WHAT THE TASK REQUIRES: The data below is to be set down exactly.

#### DATA FOR ANALYSIS

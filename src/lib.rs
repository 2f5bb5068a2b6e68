//! Screen lifecycle and stack navigation for Room hosts.
//!
//! A [`ViewController`] owns one screen's [`View`], creates it lazily, and
//! turns layout signals from the rendering engine into `on_create`,
//! `on_start` and `on_stop` callbacks. A [`StackController`] keeps controllers
//! in push/pop order and decides which of their views is visible.

pub mod error;
pub mod logging;
pub mod metrics;
pub mod navigation;
pub mod view;

pub use error::{NavigationError, Result};
pub use logging::{
    FileSink, LogEvent, LogFields, LogLevel, LogSink, Logger, LoggingError, LoggingResult,
    MemorySink,
};
pub use metrics::{MetricSnapshot, NavigationMetrics};
pub use navigation::audit::{
    BufferedAudit, NavigationAudit, NavigationAuditEvent, NavigationAuditEventBuilder,
    NavigationAuditStage, NullNavigationAudit,
};
pub use navigation::controller::{
    BackHandler, LifecycleEvent, LifecycleListener, LifecycleState, ViewController, ViewFactory,
};
pub use navigation::diagnostics::{
    LifecycleLoggerListener, emit_metrics_snapshot, metrics_snapshot,
};
pub use navigation::stack::StackController;
pub use navigation::{NavigationConfig, OwnerContext};
pub use view::{LayoutObserver, LayoutSubscription, View, ViewId, ViewKind, Visibility};
//! Audit hooks for lifecycle and stack transitions.
//!
//! Every transition that reaches a listener, and every structural stack change,
//! produces one [`NavigationAuditEvent`]. Sinks can buffer, forward, or drop
//! them; the default sink drops them.

use std::sync::Mutex;
use std::time::SystemTime;

use serde_json::Value;

#[derive(Debug, Clone, Copy, PartialEq, Eq)]
pub enum NavigationAuditStage {
    /// A controller materialized its view and fired `on_create`.
    Created,
    /// A controller became effectively visible.
    Started,
    /// A started controller became hidden.
    Stopped,
    /// A controller joined a stack.
    Pushed,
    /// A controller left a stack.
    Popped,
    /// A back request was consumed.
    BackHandled,
}

#[derive(Debug, Clone)]
pub struct NavigationAuditEvent {
    pub timestamp: SystemTime,
    pub stage: NavigationAuditStage,
    pub controller: String,
    pub details: Vec<(String, Value)>,
}

pub struct NavigationAuditEventBuilder {
    event: NavigationAuditEvent,
}

impl NavigationAuditEventBuilder {
    pub fn new(stage: NavigationAuditStage, controller: impl Into<String>) -> Self {
        Self {
            event: NavigationAuditEvent {
                timestamp: SystemTime::now(),
                stage,
                controller: controller.into(),
                details: Vec::new(),
            },
        }
    }

    pub fn detail(mut self, key: impl Into<String>, value: Value) -> Self {
        self.event.details.push((key.into(), value));
        self
    }

    pub fn finish(self) -> NavigationAuditEvent {
        self.event
    }
}

pub trait NavigationAudit: Send + Sync {
    fn record(&self, event: NavigationAuditEvent);
}

#[derive(Debug, Default)]
pub struct NullNavigationAudit;

impl NavigationAudit for NullNavigationAudit {
    fn record(&self, _event: NavigationAuditEvent) {}
}

/// Keeps every record in memory, in arrival order.
#[derive(Debug, Default)]
pub struct BufferedAudit {
    events: Mutex<Vec<NavigationAuditEvent>>,
}

impl BufferedAudit {
    pub fn new() -> Self {
        Self::default()
    }

    pub fn events(&self) -> Vec<NavigationAuditEvent> {
        self.events
            .lock()
            .map(|guard| guard.clone())
            .unwrap_or_default()
    }

    /// `(stage, controller id)` pairs, convenient for ordering assertions.
    pub fn trail(&self) -> Vec<(NavigationAuditStage, String)> {
        self.events()
            .into_iter()
            .map(|event| (event.stage, event.controller))
            .collect()
    }

    pub fn clear(&self) {
        if let Ok(mut guard) = self.events.lock() {
            guard.clear();
        }
    }
}

impl NavigationAudit for BufferedAudit {
    fn record(&self, event: NavigationAuditEvent) {
        if let Ok(mut guard) = self.events.lock() {
            guard.push(event);
        }
    }
}

#[cfg(test)]
mod tests {
    use super::*;
    use serde_json::json;

    #[test]
    fn buffered_audit_keeps_order() {
        let audit = BufferedAudit::new();
        audit.record(NavigationAuditEventBuilder::new(NavigationAuditStage::Pushed, "a").finish());
        audit.record(
            NavigationAuditEventBuilder::new(NavigationAuditStage::Popped, "a")
                .detail("remaining", json!(0))
                .finish(),
        );
        assert_eq!(
            audit.trail(),
            vec![
                (NavigationAuditStage::Pushed, "a".to_string()),
                (NavigationAuditStage::Popped, "a".to_string()),
            ]
        );
        assert_eq!(audit.events()[1].details[0].1, json!(0));
        audit.clear();
        assert!(audit.events().is_empty());
    }
}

########

SOLVED EXERCISE:
filename src/lib.rs
repository 2f5bb5068a2b6e68
//! Screen lifecycle and stack navigation for Room hosts.
//!
//! A [`ViewController`] owns one screen's [`View`], creates it lazily, and
//! turns layout signals from the rendering engine into `on_create`,
//! `on_start` and `on_stop` callbacks. A [`StackController`] keeps controllers
//! in push/pop order and decides which of their views is visible.

pub mod error;
pub mod logging;
pub mod metrics;
pub mod navigation;
pub mod view;

pub use error::{NavigationError, Result};
pub use logging::{
    FileSink, LogEvent, LogFields, LogLevel, LogSink, Logger, LoggingError, LoggingResult,
    MemorySink,
};
pub use metrics::{MetricSnapshot, NavigationMetrics};
pub use navigation::audit::{
    BufferedAudit, NavigationAudit, NavigationAuditEvent, NavigationAuditEventBuilder,
    NavigationAuditStage, NullNavigationAudit,
};
pub use navigation::controller::{
    BackHandler, LifecycleEvent, LifecycleListener, LifecycleState, ViewController, ViewFactory,
};
pub use navigation::diagnostics::{
    LifecycleLoggerListener, emit_metrics_snapshot, metrics_snapshot,
};
pub use navigation::stack::StackController;
pub use navigation::{NavigationConfig, OwnerContext};
pub use view::{LayoutObserver, LayoutSubscription, View, ViewId, ViewKind, Visibility};
//! Audit hooks for lifecycle and stack transitions.
//!
//! Every transition that reaches a listener, and every structural stack change,
//! produces one [`NavigationAuditEvent`]. Sinks can buffer, forward, or drop
//! them; the default sink drops them.

use std::sync::Mutex;
use std::time::SystemTime;

use serde_json::Value;

#[derive(Debug, Clone, Copy, PartialEq, Eq)]
pub enum NavigationAuditStage {
    /// A controller materialized its view and fired `on_create`.
    Created,
    /// A controller became effectively visible.
    Started,
    /// A started controller became hidden.
    Stopped,
    /// A controller joined a stack.
    Pushed,
    /// A controller left a stack.
    Popped,
    /// A back request was consumed.
    BackHandled,
}

#[derive(Debug, Clone)]
pub struct NavigationAuditEvent {
    pub timestamp: SystemTime,
    pub stage: NavigationAuditStage,
    pub controller: String,
    pub details: Vec<(String, Value)>,
}

pub struct NavigationAuditEventBuilder {
    event: NavigationAuditEvent,
}

impl NavigationAuditEventBuilder {
    pub fn new(stage: NavigationAuditStage, controller: impl Into<String>) -> Self {
        Self {
            event: NavigationAuditEvent {
                timestamp: SystemTime::now(),
                stage,
                controller: controller.into(),
                details: Vec::new(),
            },
        }
    }

    pub fn detail(mut self, key: impl Into<String>, value: Value) -> Self {
        self.event.details.push((key.into(), value));
        self
    }

    pub fn finish(self) -> NavigationAuditEvent {
        self.event
    }
}

pub trait NavigationAudit: Send + Sync {
    fn record(&self, event: NavigationAuditEvent);
}

#[derive(Debug, Default)]
pub struct NullNavigationAudit;

impl NavigationAudit for NullNavigationAudit {
    fn record(&self, _event: NavigationAuditEvent) {}
}

/// Keeps every record in memory, in arrival order.
#[derive(Debug, Default)]
pub struct BufferedAudit {
    events: Mutex<Vec<NavigationAuditEvent>>,
}

impl BufferedAudit {
    pub fn new() -> Self {
        Self::default()
    }

    pub fn events(&self) -> Vec<NavigationAuditEvent> {
        self.events
            .lock()
            .map(|guard| guard.clone())
            .unwrap_or_default()
    }

    /// `(stage, controller id)` pairs, convenient for ordering assertions.
    pub fn trail(&self) -> Vec<(NavigationAuditStage, String)> {
        self.events()
            .into_iter()
            .map(|event| (event.stage, event.controller))
            .collect()
    }

    pub fn clear(&self) {
        if let Ok(mut guard) = self.events.lock() {
            guard.clear();
        }
    }
}

impl NavigationAudit for BufferedAudit {
    fn record(&self, event: NavigationAuditEvent) {
        if let Ok(mut guard) = self.events.lock() {
            guard.push(event);
        }
    }
}

#[cfg(test)]
mod tests {
    use super::*;
    use serde_json::json;

    #[test]
    fn buffered_audit_keeps_order() {
        let audit = BufferedAudit::new();
        audit.record(NavigationAuditEventBuilder::new(NavigationAuditStage::Pushed, "a").finish());
        audit.record(
            NavigationAuditEventBuilder::new(NavigationAuditStage::Popped, "a")
                .detail("remaining", json!(0))
                .finish(),
        );
        assert_eq!(
            audit.trail(),
            vec![
                (NavigationAuditStage::Pushed, "a".to_string()),
                (NavigationAuditStage::Popped, "a".to_string()),
            ]
        );
        assert_eq!(audit.events()[1].details[0].1, json!(0));
        audit.clear();
        assert!(audit.events().is_empty());
    }
}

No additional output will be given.